President's Letter

18 March 2016 - By: Patrick J. Hussey

President's Letter

Spring 2016

Welcome to the Spring Bulletin. I hope you enjoyed our last issue. Our re-branding is almost complete and it has been a great pleasure to work with the specialist design agency, Purpose and their team (Stu, Harry and Alex). Together we have created something quite different and it has had much praise across the SEB membership. There will be tweaks of course and all your constructive comments are being taken on board. Sabina in the SEB office has been the driver here and we thank her for all her effort on this project. As I write this, I am not even sure what colour the next bulletin will be but I know it will be bold!

In the autumn of 2015 three important papers were published: the Spending Review and Autumn Statement 2015, the Higher Education Green paper and the Nurse Review. All have a considerable effect on the scientific community in the UK. There is some good news in the Spending Review in that it was better than expected; the £4.7billion flat cash resource funding budget will be protected in real terms increasing by £500 million by the end of this Parliament. Unfortunately, this is still lower than what the budget would have been had the budget been maintained in real terms since 2010. Also announced was that the resource budget would include a £1.5billion Global Challenges fund to ensure that UK Science takes a leading role in addressing the problems faced by developing countries. Other elements of the review see that the capital budget (buildings and equipment) will be maintained and protected until 2020/21. This is good news as there had been threats of significant cuts in this budget. So overall the research budget (including resource and capital) will be maintained. This might all sound positive, however the cost of experimental science is increasing and our international comparators are continuing to invest, which begs the question, “Is this enough for UK science?”

The winners take it all?

The HE Green paper was published in November 2015 - quite a lengthy paper which universities will take time to digest and absorb. Just for clarification, a government Green paper is a consultation paper and in this particular case the consultation process closed on 15th January 2016. The government is expected to respond to this consultation in the Spring. The HE Green paper includes proposals to improve the quality of teaching, widening participation, enhancing student choice and value for money. To this end the teaching rival of the Research Excellence Framework (REF, which will likely be delayed until 2021), the Teaching Excellence Framework (TEF) is discussed and how this will evolve over time.  Undoubtedly TEF, or aspects thereof, will inform national league tables and universities continue to compete to maintain or improve their position annually. So the question is “Are league tables important?” Unfortunately, even though we all hate them, they are important. The higher up you are, the more likely you are to attract the best students and the best academic staff, who you will expect to produce the best outputs (in terms of research, teaching and delivering a high quality student experience). There is no doubt though, that with the introduction of TEF and the continuation of REF, there will be significant pressure brought to bear on universities and on their academic staff over the coming years.

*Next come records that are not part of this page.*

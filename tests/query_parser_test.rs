//! Integration tests for the query text parser

use gadgetstore::core::vocab::{self, ex};
use gadgetstore::core::{Literal, Term};
use gadgetstore::parsing::parse_query;
use gadgetstore::querying::query::{var, GroupKind, PatternTerm};
use gadgetstore::registry::query_registry::BUILTIN_QUERIES;
use gadgetstore::CatalogError;

#[test]
fn test_builtin_query_texts_parse() {
    for (key, _, _, text) in BUILTIN_QUERIES {
        let query = parse_query(text).unwrap_or_else(|e| panic!("{} failed to parse: {}", key, e));
        assert!(query.pattern_count() > 0, "{}", key);
    }
}

#[test]
fn test_groups_follow_the_text() {
    let query = parse_query(
        "PREFIX shop: <http://example.org/gadgetstore#>
         SELECT ?order ?total ?date WHERE {
           ?order a shop:Order .
           OPTIONAL { ?order shop:totalPrice ?total . }
           ?order shop:purchasedBy ?customer .
           OPTIONAL { ?order shop:hasDate ?date }
         }",
    )
    .unwrap();

    let kinds: Vec<GroupKind> = query.groups().iter().map(|g| g.kind).collect();
    assert_eq!(
        kinds,
        vec![GroupKind::Required, GroupKind::Optional, GroupKind::Required, GroupKind::Optional]
    );
    assert_eq!(query.groups()[0].patterns[0].object, PatternTerm::Constant(Term::Iri(ex("Order"))));
    assert_eq!(query.projection(), &[var("order"), var("total"), var("date")]);
}

#[test]
fn test_predicate_object_lists_expand() {
    let query = parse_query(
        "SELECT ?p WHERE { ?p a ex:Product ; ex:hasBrand ex:Apple , ex:Beats ; rdfs:label ?l }",
    )
    .unwrap();
    assert_eq!(query.pattern_count(), 4);
    let predicates: Vec<&PatternTerm> = query.groups()[0].patterns.iter().map(|p| &p.predicate).collect();
    assert_eq!(predicates[0], &PatternTerm::Constant(Term::Iri(vocab::rdf_type())));
    assert_eq!(predicates[3], &PatternTerm::Constant(Term::Iri(vocab::label())));
}

#[test]
fn test_literal_objects() {
    let query = parse_query(
        "SELECT ?o WHERE { ?o ex:totalPrice \"999.00\"^^xsd:decimal . ?o ex:note \"gift\" }",
    )
    .unwrap();
    let patterns = &query.groups()[0].patterns;
    assert_eq!(patterns[0].object, PatternTerm::Constant(Term::Literal(Literal::decimal("999.00").unwrap())));
    assert_eq!(patterns[1].object, PatternTerm::Constant(Term::Literal(Literal::string("gift"))));
}

#[test]
fn test_keywords_are_case_insensitive() {
    let query = parse_query("select distinct ?b where { ?p ex:hasBrand ?b } limit 5").unwrap();
    assert!(query.is_distinct());
    assert_eq!(query.limit(), Some(5));
}

#[test]
fn test_where_keyword_is_optional() {
    assert!(parse_query("SELECT ?p { ?p a ex:Product }").is_ok());
}

#[test]
fn test_variable_sigils_are_interchangeable() {
    let query = parse_query("SELECT $p WHERE { ?p a ex:Product }").unwrap();
    assert_eq!(query.projection(), &[var("p")]);
}

#[test]
fn test_structural_errors_are_query_syntax() {
    for text in [
        "SELECT * WHERE { ex:a ex:b ex:c }",
        "SELECT ?s WHERE { ?s ?p ?o . OPTIONAL { } }",
        "SELECT ?p WHERE { \"label\" ex:hasBrand ?p }",
    ] {
        assert!(matches!(parse_query(text), Err(CatalogError::QuerySyntax(_))), "{}", text);
    }
}

#[test]
fn test_grammar_errors_are_parse_errors() {
    for text in [
        "SELECT WHERE { ?s ?p ?o }",
        "SELECT ?s WHERE { ?s ?p ?o } LIMIT ten",
        "SELECT ?s WHERE { ?s ?p ?o",
        "SELECT ?s WHERE { ?s ?p }",
        "SELECT ?s WHERE { ?s unknown:p ?o }",
        "SELECT ?s WHERE { ?s ?p ?o } trailing",
        "SELECT ?s WHERE { ?s ?p \"unterminated }",
        "SELECT ?s WHERE { ?s ?p ?o . UNION { ?s ?p ?o } }",
    ] {
        assert!(matches!(parse_query(text), Err(CatalogError::Parse { .. })), "{}", text);
    }
}

#[test]
fn test_unsupported_constructs_are_named() {
    for (text, construct) in [
        ("SELECT ?s WHERE { ?s ?p ?o . FILTER(?o) }", "FILTER"),
        ("SELECT ?s WHERE { ?s ?p ?o } ORDER BY ?s", "ORDER BY"),
        ("SELECT ?s WHERE { { ?s ?p ?o } UNION { ?o ?p ?s } }", "UNION"),
        ("SELECT ?s WHERE { ?s ?p ?o . OPTIONAL { ?s ?p ?x . OPTIONAL { ?s ?p ?y } } }", "OPTIONAL"),
        ("SELECT ?s WHERE { ?s ?p ?o } OFFSET 5", "OFFSET"),
        ("SELECT ?s FROM <http://example.org/g> WHERE { ?s ?p ?o }", "FROM"),
    ] {
        match parse_query(text) {
            Err(CatalogError::QuerySyntax(message)) => assert!(message.contains(construct), "{}", message),
            other => panic!("{}: expected query syntax error, got {:?}", text, other),
        }
    }
}

#[test]
fn test_base_and_missing_dot_before_optional_are_accepted() {
    assert!(parse_query("BASE <http://example.org/> SELECT ?s WHERE { ?s ?p ?o }").is_ok());
    let query =
        parse_query("SELECT ?o ?total WHERE { ?o ex:purchasedBy ex:alice OPTIONAL { ?o ex:totalPrice ?total } }")
            .unwrap();
    assert_eq!(query.groups().len(), 2);
    assert_eq!(query.groups()[1].kind, GroupKind::Optional);
}

#[test]
fn test_error_position_points_at_offending_line() {
    let text = "SELECT ?s WHERE {\n  ?s ex:hasBrand ?b .\n  ?s ex:hasBrand\n}";
    match parse_query(text) {
        Err(CatalogError::Parse { line, .. }) => assert_eq!(line, 4),
        other => panic!("expected parse error, got {:?}", other),
    }
}
pub mod triple_store;
pub mod util;
pub mod indexing {
    pub mod dictionary;
}

pub use triple_store::TripleStore;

In ending this short note (I have only been given 600 words this time!), I do wonder how universities outside the UK fare in such government-led Higher Education reforms. I would be very interested in discussing this at our Brighton meeting this year if you would like to seek me out. 

Patrick Hussey,
Honorary President

 

Category: Member News
Share
President - Patrick Hussey- Thumbnail

Patrick J. Hussey

Patrick is the Honorary President of the SEB.

Patrick holds the Chair of Plant Molecular Cell Biology in the School of Biological and Biomedical Sciences, University of Durham. He has been a member of SEB since 1983. In 2001 he became a Group Convenor for the Cell Section and then Head of the Cell Section in 2009.  He was then elected as Vice-President of the Society in 2013, and is now the Society's President for the 2015-2017 period.